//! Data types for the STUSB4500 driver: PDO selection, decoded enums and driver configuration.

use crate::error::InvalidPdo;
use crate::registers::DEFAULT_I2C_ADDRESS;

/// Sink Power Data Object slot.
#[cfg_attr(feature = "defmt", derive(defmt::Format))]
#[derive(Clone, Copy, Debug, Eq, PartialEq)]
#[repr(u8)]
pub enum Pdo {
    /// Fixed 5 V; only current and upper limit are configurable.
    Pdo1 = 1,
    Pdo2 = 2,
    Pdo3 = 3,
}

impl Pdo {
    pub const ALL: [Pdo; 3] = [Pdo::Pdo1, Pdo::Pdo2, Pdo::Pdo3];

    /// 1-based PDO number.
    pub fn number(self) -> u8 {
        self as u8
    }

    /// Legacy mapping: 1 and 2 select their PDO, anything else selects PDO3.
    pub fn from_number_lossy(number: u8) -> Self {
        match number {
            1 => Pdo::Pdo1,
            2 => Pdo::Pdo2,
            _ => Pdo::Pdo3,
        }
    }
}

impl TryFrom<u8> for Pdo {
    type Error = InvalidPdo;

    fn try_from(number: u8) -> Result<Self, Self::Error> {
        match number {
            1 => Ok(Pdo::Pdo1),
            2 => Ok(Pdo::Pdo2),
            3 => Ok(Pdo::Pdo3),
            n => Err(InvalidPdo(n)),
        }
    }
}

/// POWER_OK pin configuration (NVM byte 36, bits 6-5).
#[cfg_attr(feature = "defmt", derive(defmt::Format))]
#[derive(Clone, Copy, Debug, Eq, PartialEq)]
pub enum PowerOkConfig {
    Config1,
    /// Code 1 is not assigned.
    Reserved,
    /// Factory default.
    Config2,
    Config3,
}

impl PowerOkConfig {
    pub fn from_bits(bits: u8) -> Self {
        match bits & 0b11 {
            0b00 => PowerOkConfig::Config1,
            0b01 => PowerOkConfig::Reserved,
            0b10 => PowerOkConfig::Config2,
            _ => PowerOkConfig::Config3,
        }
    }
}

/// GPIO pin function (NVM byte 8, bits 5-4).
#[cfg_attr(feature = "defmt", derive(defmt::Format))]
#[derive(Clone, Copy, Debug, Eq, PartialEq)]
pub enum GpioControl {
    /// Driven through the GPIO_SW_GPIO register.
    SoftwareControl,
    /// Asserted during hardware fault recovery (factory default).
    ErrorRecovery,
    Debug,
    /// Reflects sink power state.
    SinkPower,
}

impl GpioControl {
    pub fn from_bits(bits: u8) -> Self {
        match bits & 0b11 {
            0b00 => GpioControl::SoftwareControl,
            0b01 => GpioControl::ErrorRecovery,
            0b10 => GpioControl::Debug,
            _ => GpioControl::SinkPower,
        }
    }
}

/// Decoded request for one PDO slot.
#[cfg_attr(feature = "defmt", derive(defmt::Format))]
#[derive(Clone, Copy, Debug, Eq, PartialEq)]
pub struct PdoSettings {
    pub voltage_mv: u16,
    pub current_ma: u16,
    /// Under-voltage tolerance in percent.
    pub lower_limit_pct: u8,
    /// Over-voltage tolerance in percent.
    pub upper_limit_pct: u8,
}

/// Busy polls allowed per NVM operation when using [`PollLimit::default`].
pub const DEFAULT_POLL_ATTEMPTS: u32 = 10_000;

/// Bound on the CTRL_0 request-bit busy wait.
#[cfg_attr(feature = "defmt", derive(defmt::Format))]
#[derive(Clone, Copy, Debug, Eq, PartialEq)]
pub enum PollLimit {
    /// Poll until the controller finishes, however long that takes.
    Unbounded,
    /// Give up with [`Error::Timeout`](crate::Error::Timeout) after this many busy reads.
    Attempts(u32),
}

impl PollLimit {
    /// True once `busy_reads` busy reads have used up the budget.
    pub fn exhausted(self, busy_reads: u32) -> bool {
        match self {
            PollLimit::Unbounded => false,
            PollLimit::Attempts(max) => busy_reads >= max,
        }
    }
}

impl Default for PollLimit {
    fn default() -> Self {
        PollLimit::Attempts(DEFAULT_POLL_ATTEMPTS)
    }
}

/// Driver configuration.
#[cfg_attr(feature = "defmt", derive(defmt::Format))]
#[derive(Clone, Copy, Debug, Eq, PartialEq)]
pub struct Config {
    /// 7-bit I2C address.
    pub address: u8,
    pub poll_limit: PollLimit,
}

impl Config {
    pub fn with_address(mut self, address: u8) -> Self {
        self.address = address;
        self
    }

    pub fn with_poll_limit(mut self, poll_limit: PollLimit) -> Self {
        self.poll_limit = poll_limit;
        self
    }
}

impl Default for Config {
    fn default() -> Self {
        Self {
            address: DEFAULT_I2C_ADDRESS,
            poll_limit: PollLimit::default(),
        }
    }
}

◇ ◇ ◇ ◇

What is the number of lines in the preceding entries that hold the string "configuration"? Give it alone.

§ Task output: 3